11 Questions That Were Asked at SpaceX Intern Interviews

3 minute read

Forget about fetching coffee — as an intern at SpaceX, you’ll help design, build, and launch rockets that could potentially take humans to Mars.

So it follows that you’re going to have to answer some tough interview questions to get the gig.

Each year, more than 700 interns join SpaceX headquarters in Hawthorne, California, for 80-hour workweeks at about $22/hour in departments like avionics, dynamics, launch operations, manufacturing, and enterprise information systems.

The hiring process typically consists of two in-depth phone interviews, during which intern candidates have to answer questions like the following, which we found on Glassdoor.
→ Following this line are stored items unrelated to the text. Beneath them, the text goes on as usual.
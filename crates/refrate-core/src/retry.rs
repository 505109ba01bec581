//! Retry logic with exponential backoff and jitter.

use std::time::Duration;

use serde::Deserialize;

/// Backoff strategy for retrying failed requests.
#[derive(Debug, Clone, Copy, PartialEq)]
pub enum Backoff {
    /// Uses a fixed delay between retries.
    Fixed {
        /// Delay between retries.
        delay: Duration,
    },
    /// Uses an exponential delay between retries.
    ///
    /// The delay is calculated as `base * (factor ^ attempt)`.
    Exponential {
        /// The initial backoff duration.
        base: Duration,
        /// The multiplicative factor for each subsequent retry.
        factor: f64,
        /// The maximum duration to wait between retries.
        max: Duration,
        /// Whether to apply random jitter (+/- 50%) to the delay.
        jitter: bool,
    },
}

impl Default for Backoff {
    fn default() -> Self {
        Self::Exponential {
            base: Duration::from_millis(500),
            factor: 3.0,
            max: Duration::from_secs(8),
            jitter: true,
        }
    }
}

impl Backoff {
    /// Delay before retry number `attempt` (0-based).
    pub fn delay(self, attempt: u32) -> Duration {
        match self {
            Self::Fixed { delay } => delay,
            Self::Exponential {
                base,
                factor,
                max,
                jitter,
            } => {
                let scale = factor.powi(attempt as i32);
                let seconds = (base.as_secs_f64() * scale).min(max.as_secs_f64());
                let delay = Duration::from_secs_f64(seconds);
                if !jitter {
                    return delay;
                }

                let jitter_ms = (delay.as_millis() as f64 * 0.5) as u64;
                let offset = fastrand::u64(0..=(jitter_ms * 2));
                let total_ms = delay.as_millis() as i64 + (offset as i64 - jitter_ms as i64);
                Duration::from_millis(total_ms.max(0) as u64)
            }
        }
    }
}

/// Configuration for transport-level retries beneath every fetch attempt.
#[derive(Debug, Clone, PartialEq)]
pub struct RetryConfig {
    pub enabled: bool,
    /// Total attempts = `max_retries + 1`.
    pub max_retries: u32,
    pub backoff: Backoff,
    /// HTTP status codes that trigger a retry.
    pub retry_on_status: Vec<u16>,
    pub retry_on_transport: bool,
}

impl Default for RetryConfig {
    fn default() -> Self {
        Self {
            enabled: true,
            max_retries: 4,
            backoff: Backoff::default(),
            retry_on_status: vec![500, 502, 503, 504],
            retry_on_transport: true,
        }
    }
}

impl RetryConfig {
    pub fn exponential(max_retries: u32) -> Self {
        Self {
            max_retries,
            ..Self::default()
        }
    }

    pub fn fixed(delay: Duration, max_retries: u32) -> Self {
        Self {
            max_retries,
            backoff: Backoff::Fixed { delay },
            ..Self::default()
        }
    }

    pub fn no_retry() -> Self {
        Self {
            enabled: false,
            max_retries: 0,
            ..Self::default()
        }
    }

    pub fn should_retry_status(&self, status: u16) -> bool {
        self.enabled && self.retry_on_status.contains(&status)
    }

    pub fn delay_for_attempt(&self, attempt: u32) -> Duration {
        self.backoff.delay(attempt)
    }

    /// Attempts allowed in total, including the first.
    pub fn total_attempts(&self) -> u32 {
        if self.enabled {
            self.max_retries.saturating_add(1)
        } else {
            1
        }
    }
}

/// Config-file form of [`RetryConfig`]; durations are in milliseconds.
#[derive(Debug, Clone, Deserialize)]
#[serde(default)]
pub struct RetrySettings {
    pub enabled: bool,
    pub max_retries: u32,
    pub base_delay_ms: u64,
    pub factor: f64,
    pub max_delay_ms: u64,
    pub jitter: bool,
    pub retry_on_status: Vec<u16>,
}

impl Default for RetrySettings {
    fn default() -> Self {
        let defaults = RetryConfig::default();
        let (base, factor, max, jitter) = match defaults.backoff {
            Backoff::Exponential {
                base,
                factor,
                max,
                jitter,
            } => (base, factor, max, jitter),
            Backoff::Fixed { delay } => (delay, 1.0, delay, false),
        };
        Self {
            enabled: defaults.enabled,
            max_retries: defaults.max_retries,
            base_delay_ms: base.as_millis() as u64,
            factor,
            max_delay_ms: max.as_millis() as u64,
            jitter,
            retry_on_status: defaults.retry_on_status,
        }
    }
}

impl From<RetrySettings> for RetryConfig {
    fn from(value: RetrySettings) -> Self {
        Self {
            enabled: value.enabled,
            max_retries: value.max_retries,
            backoff: Backoff::Exponential {
                base: Duration::from_millis(value.base_delay_ms),
                factor: value.factor,
                max: Duration::from_millis(value.max_delay_ms),
                jitter: value.jitter,
            },
            retry_on_status: value.retry_on_status,
            retry_on_transport: true,
        }
    }
}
  • “What are composites?”
  • “What is the size of an integer on a 32-bit system?”
  • “Let’s say you have a variable ‘var’ assigned to be ‘2’. What will display if you print ‘var++’? If you print ‘++var’ on the next line, what will be displayed? What is the final value of ‘var’?”
  • “What is a null pointer?”
  • “If you have a large, heavy object moving very, very fast, how do you safely slow it down?”
  • “How would you go about a design for an electrical harness to protect it from a sharp object falling from above?”
  • “Imagine a cantilever beam fixed at one end with a mass = m and a length = L. If this beam is subject to an inertial force and a uniformly distributed load = w, what is the moment present at a length of L/4?”
  • “How would you find a cycle in a singly-linked list?”
  • “What happens when you run a high current (spot welding) through a nickel piece touching a copper piece?”
  • “One side of a beam is attached to a wall and the other is free. If a force is applied, where would it break, and what would you need to know to determine the force that would break the beam?”
  • “Describe the design process of a series of pipes to be used in a rapid fueling system for a liquid propellant rocket engine. Be sure to include which equations would be best for the case at hand for fluid pressure calculations and structural considerations.”